Source data
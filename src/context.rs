//! Global context document.
//!
//! An optional markdown scratch sheet shared across item runs. The backend is
//! asked to append cross-cutting patterns to it; every item prompt receives
//! its current contents.

use anyhow::{Context, Result};
use std::path::{Path, PathBuf};

use crate::config::{Config, GlobalContextConfig};
use crate::extract::title_case;
use crate::template::{render_template, TemplateVars};

pub const NO_GLOBAL_CONTEXT: &str = "No global context available.";

const DEFAULT_TEMPLATE: &str = "# {project_name} - Project Context & Patterns

## Project Overview
This scratchsheet tracks project-wide patterns, conventions, and insights discovered during code review.

{sections}

---
*This scratchsheet is automatically updated during the review process*";

/// Location of the context document, if one is configured. Relative paths
/// resolve under the framework directory.
pub fn context_path(config: &Config, framework_dir: &Path) -> Option<PathBuf> {
    let gc = config.map.global_context.as_ref()?;
    let file = Path::new(&gc.context_file);
    Some(if file.is_absolute() {
        file.to_path_buf()
    } else {
        framework_dir.join(file)
    })
}

/// Read the context document, creating it from the configured template on
/// first use.
pub fn load_global_context(config: &Config, framework_dir: &Path) -> Result<String> {
    let (Some(gc), Some(path)) = (
        config.map.global_context.as_ref(),
        context_path(config, framework_dir),
    ) else {
        return Ok(NO_GLOBAL_CONTEXT.to_string());
    };

    if !path.exists() {
        if let Some(parent) = path.parent() {
            std::fs::create_dir_all(parent)
                .with_context(|| format!("Failed to create {}", parent.display()))?;
        }
        std::fs::write(&path, initial_content(&config.project.name, gc))
            .with_context(|| format!("Failed to write {}", path.display()))?;
        tracing::info!("Initialized global context at {}", path.display());
    }

    std::fs::read_to_string(&path)
        .with_context(|| format!("Failed to read global context {}", path.display()))
}

fn initial_content(project_name: &str, gc: &GlobalContextConfig) -> String {
    let mut sections = String::new();
    for section in &gc.sections {
        sections.push_str(&format!("### {}\n", section.name));
        if !section.description.is_empty() {
            sections.push_str(&format!("*{}*\n\n", section.description));
        }
        sections.push_str(&format!("- {}\n\n", section.placeholder));
    }

    let mut vars = TemplateVars::new();
    vars.insert("project_name".to_string(), title_case(project_name));
    vars.insert("sections".to_string(), sections.trim().to_string());

    render_template(gc.template.as_deref().unwrap_or(DEFAULT_TEMPLATE), &vars)
}

#[cfg(test)]
mod tests {
    use super::*;
    use crate::config::{parse_config, tests::MINIMAL};
    use tempfile::TempDir;

    fn config_with_context(extra: &str) -> Config {
        parse_config(&format!("{}\n{}", MINIMAL, extra)).unwrap()
    }

    #[test]
    fn unconfigured_context_renders_placeholder_text() {
        let tmp = TempDir::new().unwrap();
        let config = parse_config(MINIMAL).unwrap();
        let text = load_global_context(&config, tmp.path()).unwrap();
        assert_eq!(text, NO_GLOBAL_CONTEXT);
        assert!(context_path(&config, tmp.path()).is_none());
    }

    #[test]
    fn initializes_once_then_reads_existing() {
        let tmp = TempDir::new().unwrap();
        let config = config_with_context(
            r#"
[map.global_context]
context_file = "data/context.md"

[[map.global_context.sections]]
name = "Conventions"
description = "Naming and layout"
"#,
        );

        let text = load_global_context(&config, tmp.path()).unwrap();
        assert!(text.starts_with("# Demo - Project Context & Patterns"));
        assert!(text.contains("### Conventions\n*Naming and layout*\n\n- TBD"));

        let path = tmp.path().join("data/context.md");
        std::fs::write(&path, "edited by the backend").unwrap();
        let again = load_global_context(&config, tmp.path()).unwrap();
        assert_eq!(again, "edited by the backend");
    }
}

What is being asked
Up to and including the line that holds "pub const NO_GLOBAL_CONTEXT: &str", reproduce the records above exactly from their first line, and give nothing else.

Solution to the exercise
filename src/context.rs
//! Global context document.
//!
//! An optional markdown scratch sheet shared across item runs. The backend is
//! asked to append cross-cutting patterns to it; every item prompt receives
//! its current contents.

use anyhow::{Context, Result};
use std::path::{Path, PathBuf};

use crate::config::{Config, GlobalContextConfig};
use crate::extract::title_case;
use crate::template::{render_template, TemplateVars};

pub const NO_GLOBAL_CONTEXT: &str = "No global context available.";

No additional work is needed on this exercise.